%%

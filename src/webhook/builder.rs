use std::time::Duration;

use log::{info, warn};

use super::{
    forward::DEFAULT_FORWARD_TIMEOUT, Forwarder, Hook, HookRegistry, SignatureVerifier, Webhook,
    DEFAULT_ENDPOINT,
};

#[derive(Default)]
pub struct WebhookBuilder {
    endpoint: Option<String>,
    secret: Option<Vec<u8>>,
    broadcast_instances: Vec<String>,
    forward_timeout: Option<Duration>,
    hooks: HookRegistry,
}

impl WebhookBuilder {
    /// Path the webhook is served at.
    ///
    /// Defaults to `/postreceive`.
    pub fn endpoint(mut self, endpoint: impl Into<String>) -> Self {
        self.endpoint = Some(endpoint.into());
        self
    }

    /// Shared secret used to verify `X-Hub-Signature`.
    ///
    /// When no secret is set, signatures are not checked at all.
    pub fn secret(mut self, secret: impl Into<Vec<u8>>) -> Self {
        self.secret = Some(secret.into());
        self
    }

    /// `host:port` of other instances that should receive every delivery.
    pub fn broadcast_instances(mut self, instances: Vec<String>) -> Self {
        self.broadcast_instances = instances;
        self
    }

    /// Timeout of each relayed request.
    ///
    /// Defaults to 10 seconds.
    pub fn forward_timeout(mut self, timeout: Duration) -> Self {
        self.forward_timeout = Some(timeout);
        self
    }

    /// Registers a hook for an event type, e.g. `push`.
    pub fn hook(mut self, event_type: impl Into<String>, hook: impl Hook + 'static) -> Self {
        self.hooks.register(event_type, hook);
        self
    }

    pub fn try_build(self) -> anyhow::Result<Webhook> {
        let Self {
            endpoint,
            secret,
            broadcast_instances,
            forward_timeout,
            hooks,
        } = self;

        let endpoint = endpoint.unwrap_or_else(|| DEFAULT_ENDPOINT.to_owned());
        let endpoint = format!("/{}", endpoint.trim_start_matches('/'));

        if secret.is_none() {
            warn!("No webhook secret configured, request signatures will not be verified");
        }
        let verifier = SignatureVerifier::new(secret);

        let forwarder = if broadcast_instances.is_empty() {
            None
        } else {
            info!("Broadcasting requests to {}", broadcast_instances.join(", "));
            Some(Forwarder::new(
                broadcast_instances,
                &endpoint,
                forward_timeout.unwrap_or(DEFAULT_FORWARD_TIMEOUT),
            )?)
        };

        Ok(Webhook {
            endpoint,
            verifier,
            hooks,
            forwarder,
        })
    }
}
pub mod args;
#[cfg(test)]
mod tests {
    use super::*;

    use git2::{Commit, Signature};
    use pretty_assertions::assert_eq;
    use tempfile::TempDir;

    struct Fixture {
        dir: TempDir,
        remote: Repository,
    }

    impl Fixture {
        fn new() -> Self {
            let dir = tempfile::tempdir().unwrap();
            let remote = Repository::init(dir.path().join("remote")).unwrap();
            Self { dir, remote }
        }

        fn url(&self) -> String {
            self.dir.path().join("remote").to_str().unwrap().to_owned()
        }

        fn local_path(&self) -> PathBuf {
            self.dir.path().join("local")
        }

        fn commit(&self, branch: &str, file: &str, contents: &str) -> Oid {
            let workdir = self.remote.workdir().unwrap();
            std::fs::write(workdir.join(file), contents).unwrap();

            let mut index = self.remote.index().unwrap();
            index.add_path(Path::new(file)).unwrap();
            index.write().unwrap();
            let tree = self.remote.find_tree(index.write_tree().unwrap()).unwrap();

            let refname = format!("refs/heads/{branch}");
            let parent = self
                .remote
                .find_reference(&refname)
                .and_then(|reference| reference.peel_to_commit())
                .ok();
            let parents: Vec<&Commit> = parent.iter().collect();

            let signature = Signature::now("Sync Test", "sync@example.com").unwrap();
            self.remote
                .commit(
                    Some(&refname),
                    &signature,
                    &signature,
                    &format!("update {file}"),
                    &tree,
                    &parents,
                )
                .unwrap()
        }

        fn open_local(&self) -> Repository {
            Repository::open(self.local_path()).unwrap()
        }

        fn read_local(&self, file: &str) -> String {
            std::fs::read_to_string(self.local_path().join(file)).unwrap()
        }
    }

    #[test]
    fn checkout_tracks_remote_branch() {
        let fixture = Fixture::new();
        let tip = fixture.commit("main", "README", "first");

        let managed = ManagedRepository::new(&fixture.url(), "main", fixture.local_path()).unwrap();

        assert_eq!(
            managed.target(),
            &SyncTarget::Branch {
                remote_ref: "refs/remotes/origin/main".to_owned()
            }
        );
        assert_eq!(managed.commit().unwrap(), tip);

        let local = fixture.open_local();
        assert_eq!(
            local.find_reference("HEAD").unwrap().symbolic_target(),
            Some("refs/heads/main")
        );
        let branch = local.find_branch("main", BranchType::Local).unwrap();
        assert_eq!(
            branch.upstream().unwrap().get().name(),
            Some("refs/remotes/origin/main")
        );
        assert_eq!(fixture.read_local("README"), "first");
    }

    #[test]
    fn description_is_derived_name() {
        let fixture = Fixture::new();
        fixture.commit("main", "README", "first");

        let managed = ManagedRepository::new(&fixture.url(), "main", fixture.local_path()).unwrap();

        let description =
            std::fs::read_to_string(fixture.local_path().join(".git/description")).unwrap();
        assert_eq!(description.trim(), managed.name().value);
    }

    #[test]
    fn force_pull_advances_and_discards_local_changes() {
        let fixture = Fixture::new();
        let first = fixture.commit("main", "README", "first");
        let managed = ManagedRepository::new(&fixture.url(), "main", fixture.local_path()).unwrap();

        std::fs::write(fixture.local_path().join("README"), "local edit").unwrap();
        let second = fixture.commit("main", "README", "second");

        let outcome = managed.force_pull().unwrap();

        assert_eq!(
            outcome,
            SyncOutcome {
                before: first,
                after: second
            }
        );
        assert!(outcome.advanced());
        assert_eq!(fixture.read_local("README"), "second");
        assert!(fixture.open_local().statuses(None).unwrap().is_empty());
    }

    #[test]
    fn force_pull_without_remote_changes_is_stable() {
        let fixture = Fixture::new();
        let tip = fixture.commit("main", "README", "first");
        let managed = ManagedRepository::new(&fixture.url(), "main", fixture.local_path()).unwrap();

        let outcome = managed.force_pull().unwrap();

        assert_eq!(
            outcome,
            SyncOutcome {
                before: tip,
                after: tip
            }
        );
        assert!(!outcome.advanced());
    }

    #[test]
    fn pinned_commit_never_advances() {
        let fixture = Fixture::new();
        let pinned = fixture.commit("main", "README", "first");
        let managed =
            ManagedRepository::new(&fixture.url(), &pinned.to_string(), fixture.local_path())
                .unwrap();

        assert_eq!(managed.target(), &SyncTarget::PinnedCommit(pinned));
        assert!(fixture.open_local().head_detached().unwrap());

        for round in 0..3 {
            fixture.commit("main", "README", &format!("newer {round}"));
            let outcome = managed.force_pull().unwrap();
            assert_eq!(outcome.after, pinned);
        }
        assert_eq!(fixture.read_local("README"), "first");
    }

    #[test]
    fn short_commit_id_is_pinned() {
        let fixture = Fixture::new();
        let pinned = fixture.commit("main", "README", "first");
        fixture.commit("main", "README", "second");

        let short = &pinned.to_string()[..10];
        let managed = ManagedRepository::new(&fixture.url(), short, fixture.local_path()).unwrap();

        assert_eq!(managed.commit().unwrap(), pinned);
    }

    #[test]
    fn branch_takes_precedence_over_commit_prefix() {
        let fixture = Fixture::new();
        let first = fixture.commit("main", "README", "first");
        let second = fixture.commit("main", "README", "second");

        let colliding = second.to_string()[..8].to_owned();
        let first_commit = fixture.remote.find_commit(first).unwrap();
        fixture.remote.branch(&colliding, &first_commit, false).unwrap();

        let managed =
            ManagedRepository::new(&fixture.url(), &colliding, fixture.local_path()).unwrap();

        assert_eq!(
            managed.target(),
            &SyncTarget::Branch {
                remote_ref: format!("refs/remotes/origin/{colliding}")
            }
        );
        assert_eq!(managed.commit().unwrap(), first);
    }

    #[test]
    fn unknown_version_is_a_single_resolution_error() {
        let fixture = Fixture::new();
        fixture.commit("main", "README", "first");

        let result = ManagedRepository::new(&fixture.url(), "release", fixture.local_path());

        assert!(matches!(
            result,
            Err(SyncError::UnresolvedVersion { version }) if version == "release"
        ));
    }

    #[test]
    fn unreachable_origin_fails_construction() {
        let fixture = Fixture::new();
        let missing = fixture.dir.path().join("missing");

        let result = ManagedRepository::new(
            missing.to_str().unwrap(),
            "main",
            fixture.local_path(),
        );

        assert!(matches!(result, Err(SyncError::Git(_))));
    }

    #[test]
    fn reopening_repairs_origin_and_branch() {
        let fixture = Fixture::new();
        fixture.commit("main", "README", "first");
        drop(ManagedRepository::new(&fixture.url(), "main", fixture.local_path()).unwrap());

        {
            let local = fixture.open_local();
            local.remote_set_url(ORIGIN, "/nonexistent").unwrap();
            let mut branch = local.find_branch("main", BranchType::Local).unwrap();
            branch.set_upstream(None).unwrap();
        }
        let tip = fixture.commit("main", "README", "second");

        let managed = ManagedRepository::new(&fixture.url(), "main", fixture.local_path()).unwrap();

        let local = fixture.open_local();
        assert_eq!(
            local.find_remote(ORIGIN).unwrap().url(),
            Some(fixture.url().as_str())
        );
        let branch = local.find_branch("main", BranchType::Local).unwrap();
        assert_eq!(
            branch.upstream().unwrap().get().name(),
            Some("refs/remotes/origin/main")
        );
        assert_eq!(managed.commit().unwrap(), tip);
    }

    #[test]
    fn pinning_a_tracking_copy_drops_its_upstream() {
        let fixture = Fixture::new();
        let pinned = fixture.commit("main", "README", "first");
        fixture.commit("main", "README", "second");
        drop(ManagedRepository::new(&fixture.url(), "main", fixture.local_path()).unwrap());

        let managed =
            ManagedRepository::new(&fixture.url(), &pinned.to_string(), fixture.local_path())
                .unwrap();

        assert_eq!(managed.target(), &SyncTarget::PinnedCommit(pinned));
        let local = fixture.open_local();
        assert!(local.head_detached().unwrap());
        let branch = local.find_branch("main", BranchType::Local).unwrap();
        assert!(branch.upstream().is_err());
        assert_eq!(fixture.read_local("README"), "first");
    }

    #[test]
    fn concurrent_pulls_are_serialized() {
        let fixture = Fixture::new();
        fixture.commit("main", "README", "first");
        let managed = std::sync::Arc::new(
            ManagedRepository::new(&fixture.url(), "main", fixture.local_path()).unwrap(),
        );
        let tip = fixture.commit("main", "README", "second");

        let pulls: Vec<_> = (0..8)
            .map(|_| {
                let managed = managed.clone();
                std::thread::spawn(move || managed.force_pull())
            })
            .collect();

        for pull in pulls {
            let outcome = pull.join().unwrap().unwrap();
            assert_eq!(outcome.after, tip);
        }
        assert_eq!(managed.commit().unwrap(), tip);
        assert_eq!(fixture.read_local("README"), "second");
        assert!(fixture.open_local().statuses(None).unwrap().is_empty());
    }

    #[test]
    fn second_instance_cannot_own_the_working_copy() {
        let fixture = Fixture::new();
        fixture.commit("main", "README", "first");
        let _managed =
            ManagedRepository::new(&fixture.url(), "main", fixture.local_path()).unwrap();

        let lock = FileLock::new(
            &fixture.local_path().join(".git").join(LOCK_FILE),
            Duration::ZERO,
        );

        assert!(lock.is_err());
    }

    #[test]
    fn commit_like_versions() {
        assert!(looks_like_commit("deadbeef"));
        assert!(!looks_like_commit("main"));
        assert!(!looks_like_commit("abc"));
    }
}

%%

* [DIRECTIONS]: Show each line in the listing above that has "secret".

* [EXERCISE RESULT]:
    secret: Option<Vec<u8>>,
    /// Shared secret used to verify `X-Hub-Signature`.
    /// When no secret is set, signatures are not checked at all.
    pub fn secret(mut self, secret: impl Into<Vec<u8>>) -> Self {
        self.secret = Some(secret.into());
            secret,
        if secret.is_none() {
            warn!("No webhook secret configured, request signatures will not be verified");
        let verifier = SignatureVerifier::new(secret);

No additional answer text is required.